I told Richard and my daughter Jessica how much their support meant to me, and how I needed them to help out at the track since I was probably going to be a bit out of it. Richard put my fears to rest and agreed to be my "pit mom." I wrote lists and packed the Jeep. I studied the map of Laguna Seca with the turn-by-turn description and played a drive of the track in my mind, thinking about the gears I'd be using for each turn, where I'd be shifting or braking. I like Laguna Seca a lot, especially the famous corkscrew which you slide through silently when you do it right, and you fight when you do it wrong. But I haven't got as much experience there as I do at Sears Point, my favorite track, and I had to force myself to stop chiding myself for not waiting for My First Race to be at Sears Point instead. The point was not to be good my first time out of the starting gate, it was to see what it was like to experience a real race from the track.

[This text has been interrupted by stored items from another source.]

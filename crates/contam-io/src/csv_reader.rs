//! Delimited text reader with type inference

use crate::reader::{IoError, IoResult, TableReader};
use crate::schema::{ColumnType, DataColumn};
use crate::table::Table;
use std::fs::File;
use std::io::{BufReader, BufWriter};
use std::path::Path;

/// Default field separator for the case-study files
pub const DEFAULT_DELIMITER: u8 = b';';

/// Tokens read as missing values
const NULL_TOKENS: &[&str] = &["", "NA", "N/A", "NaN", "nan", "null", "NULL", "None"];

/// CSV file reader
///
/// The file is read fully on open; `read_table` hands out copies.
pub struct CsvReader {
    path: String,
    table: Table,
}

impl CsvReader {
    /// Open a `;`-separated file with a header row
    pub fn open(path: &str) -> IoResult<Self> {
        Self::open_with_options(path, DEFAULT_DELIMITER, true)
    }

    /// Open a CSV file with options
    pub fn open_with_options(path: &str, delimiter: u8, has_header: bool) -> IoResult<Self> {
        if !Path::new(path).exists() {
            return Err(IoError::FileNotFound(path.to_string()));
        }

        let file = File::open(path).map_err(|e| IoError::OpenFailed(e.to_string()))?;
        let mut reader = csv::ReaderBuilder::new()
            .delimiter(delimiter)
            .has_headers(has_header)
            .from_reader(BufReader::new(file));

        let mut rows: Vec<Vec<String>> = Vec::new();
        for result in reader.records() {
            let record = result.map_err(|e| IoError::InvalidFormat(e.to_string()))?;
            rows.push(record.iter().map(|s| s.to_string()).collect());
        }

        let headers = if has_header {
            reader
                .headers()
                .map_err(|e| IoError::InvalidFormat(e.to_string()))?
                .iter()
                .map(|s| s.to_string())
                .collect::<Vec<_>>()
        } else {
            // Generate column names
            let width = rows.first().map_or(0, Vec::len);
            (0..width).map(|i| format!("col_{}", i)).collect()
        };

        let table = build_table(&headers, &rows)?;
        tracing::debug!(
            "Read {} rows x {} columns from {}",
            table.num_rows(),
            table.num_columns(),
            path
        );

        Ok(Self {
            path: path.to_string(),
            table,
        })
    }
}

impl TableReader for CsvReader {
    fn read_table(&self) -> IoResult<Table> {
        Ok(self.table.clone())
    }

    fn path(&self) -> Option<&str> {
        Some(&self.path)
    }

    fn format_name(&self) -> &'static str {
        "CSV"
    }
}

/// Parse delimited text already held in memory
pub fn parse_str(content: &str, delimiter: u8) -> IoResult<Table> {
    let mut reader = csv::ReaderBuilder::new()
        .delimiter(delimiter)
        .has_headers(true)
        .from_reader(content.as_bytes());

    let headers: Vec<String> = reader
        .headers()
        .map_err(|e| IoError::InvalidFormat(e.to_string()))?
        .iter()
        .map(|s| s.to_string())
        .collect();

    let mut rows = Vec::new();
    for result in reader.records() {
        let record = result.map_err(|e| IoError::InvalidFormat(e.to_string()))?;
        rows.push(record.iter().map(|s| s.to_string()).collect());
    }

    build_table(&headers, &rows)
}

/// Write a table as delimited text; nulls become empty fields
pub fn write_csv(table: &Table, path: &Path, delimiter: u8) -> IoResult<()> {
    let file = File::create(path).map_err(|e| IoError::OpenFailed(e.to_string()))?;
    let mut writer = csv::WriterBuilder::new()
        .delimiter(delimiter)
        .from_writer(BufWriter::new(file));

    writer
        .write_record(table.column_names())
        .map_err(|e| IoError::Io(e.to_string()))?;

    let columns: Vec<_> = table.columns().map(|(_, data)| data).collect();
    for row in 0..table.num_rows() {
        let record: Vec<String> = columns
            .iter()
            .map(|c| c.get(row).map(|v| v.to_string()).unwrap_or_default())
            .collect();
        writer
            .write_record(&record)
            .map_err(|e| IoError::Io(e.to_string()))?;
    }

    writer.flush().map_err(|e| IoError::Io(e.to_string()))
}

fn build_table(headers: &[String], rows: &[Vec<String>]) -> IoResult<Table> {
    let mut table = Table::new();
    for (i, name) in headers.iter().enumerate() {
        let values: Vec<&str> = rows
            .iter()
            .map(|r| r.get(i).map(String::as_str).unwrap_or(""))
            .collect();
        let dtype = infer_type(&values);
        if table.has_column(name) {
            return Err(IoError::DuplicateColumn(name.clone()));
        }
        table.insert_column(name.as_str(), parse_column(&values, dtype))?;
    }
    Ok(table)
}

fn is_null_token(value: &str) -> bool {
    NULL_TOKENS.contains(&value.trim())
}

/// Infer column type from its values
fn infer_type(values: &[&str]) -> ColumnType {
    let present: Vec<&str> = values
        .iter()
        .copied()
        .filter(|s| !is_null_token(s))
        .map(str::trim)
        .collect();
    if present.is_empty() {
        return ColumnType::String;
    }

    // Try parsing as integers
    if present.iter().all(|s| s.parse::<i64>().is_ok()) {
        return ColumnType::Int64;
    }

    // Try parsing as floats
    if present.iter().all(|s| s.parse::<f64>().is_ok()) {
        return ColumnType::Float64;
    }

    ColumnType::String
}

/// Parse column values into a DataColumn
fn parse_column(values: &[&str], dtype: ColumnType) -> DataColumn {
    let present = |s: &&str| !is_null_token(s);
    match dtype {
        ColumnType::Int64 => DataColumn::Int64(
            values
                .iter()
                .map(|s| Some(*s).filter(present).and_then(|s| s.trim().parse().ok()))
                .collect(),
        ),
        ColumnType::Float64 => DataColumn::Float64(
            values
                .iter()
                .map(|s| {
                    Some(*s)
                        .filter(present)
                        .and_then(|s| s.trim().parse::<f64>().ok())
                        .filter(|x| !x.is_nan())
                })
                .collect(),
        ),
        ColumnType::String => DataColumn::String(
            values
                .iter()
                .map(|s| Some(*s).filter(present).map(|s| s.to_string()))
                .collect(),
        ),
    }
}

#[cfg(test)]
mod tests {
    use super::*;
    use std::io::Write;

    #[test]
    fn test_infer_type_int() {
        assert_eq!(infer_type(&["1", "2", ""]), ColumnType::Int64);
    }

    #[test]
    fn test_infer_type_float() {
        assert_eq!(infer_type(&["1.5", "2", "NaN"]), ColumnType::Float64);
    }

    #[test]
    fn test_infer_type_string() {
        assert_eq!(infer_type(&["solteiro", "1"]), ColumnType::String);
        assert_eq!(infer_type(&["", ""]), ColumnType::String);
    }

    #[test]
    fn test_parse_column_null_tokens() {
        assert_eq!(
            parse_column(&["3", "NA", " 7 "], ColumnType::Int64),
            DataColumn::Int64(vec![Some(3), None, Some(7)])
        );
        assert_eq!(
            parse_column(&["0.5", "null", "nan"], ColumnType::Float64),
            DataColumn::Float64(vec![Some(0.5), None, None])
        );
        assert_eq!(
            parse_column(&["sul", "", "None"], ColumnType::String),
            DataColumn::from_strs([Some("sul"), None, None])
        );
    }

    #[test]
    fn test_parse_str_with_missing_values() {
        let table = parse_str("name;idade;estado_civil\n1;30;casado\n2;;\n", b';').unwrap();
        assert_eq!(table.num_rows(), 2);
        assert_eq!(
            table.column("idade").unwrap(),
            &DataColumn::Int64(vec![Some(30), None])
        );
        assert_eq!(table.column("estado_civil").unwrap().null_count(), 1);
    }

    #[test]
    fn test_open_semicolon_file() {
        let mut file = tempfile::Builder::new().suffix(".csv").tempfile().unwrap();
        writeln!(file, "V1;V2;prob_V1_V2").unwrap();
        writeln!(file, "1;2;0.5").unwrap();
        writeln!(file, "2;3;").unwrap();

        let reader = CsvReader::open(file.path().to_str().unwrap()).unwrap();
        let table = reader.read_table().unwrap();
        assert_eq!(table.column_names(), vec!["V1", "V2", "prob_V1_V2"]);
        assert_eq!(
            table.column("prob_V1_V2").unwrap(),
            &DataColumn::Float64(vec![Some(0.5), None])
        );
        assert_eq!(reader.format_name(), "CSV");
    }

    #[test]
    fn test_ragged_rows_are_rejected() {
        let result = parse_str("a;b\n1;2\n3\n", b';');
        assert!(matches!(result, Err(IoError::InvalidFormat(_))));
    }

    #[test]
    fn test_write_then_read_back() {
        let dir = tempfile::tempdir().unwrap();
        let path = dir.path().join("out.csv");
        let table = parse_str("V1;Label\n1;0.25\n2;\n", b';').unwrap();

        write_csv(&table, &path, b';').unwrap();
        let content = std::fs::read_to_string(&path).unwrap();
        assert_eq!(content, "V1;Label\n1;0.25\n2;\n");
    }
}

To do something that most people just dream about. After I finished studying the track, there was nothing I could do to prepare except to make sure I was in top physical and mental condition. I had recently stepped up my physical training to six miles every other day and lifting the full stack of weights on my home gym to increase my endurance, but today was a day to let my body recuperate. Normally with all my nervous energy I would have had to exercise, but instead we watched a movie and turned in early.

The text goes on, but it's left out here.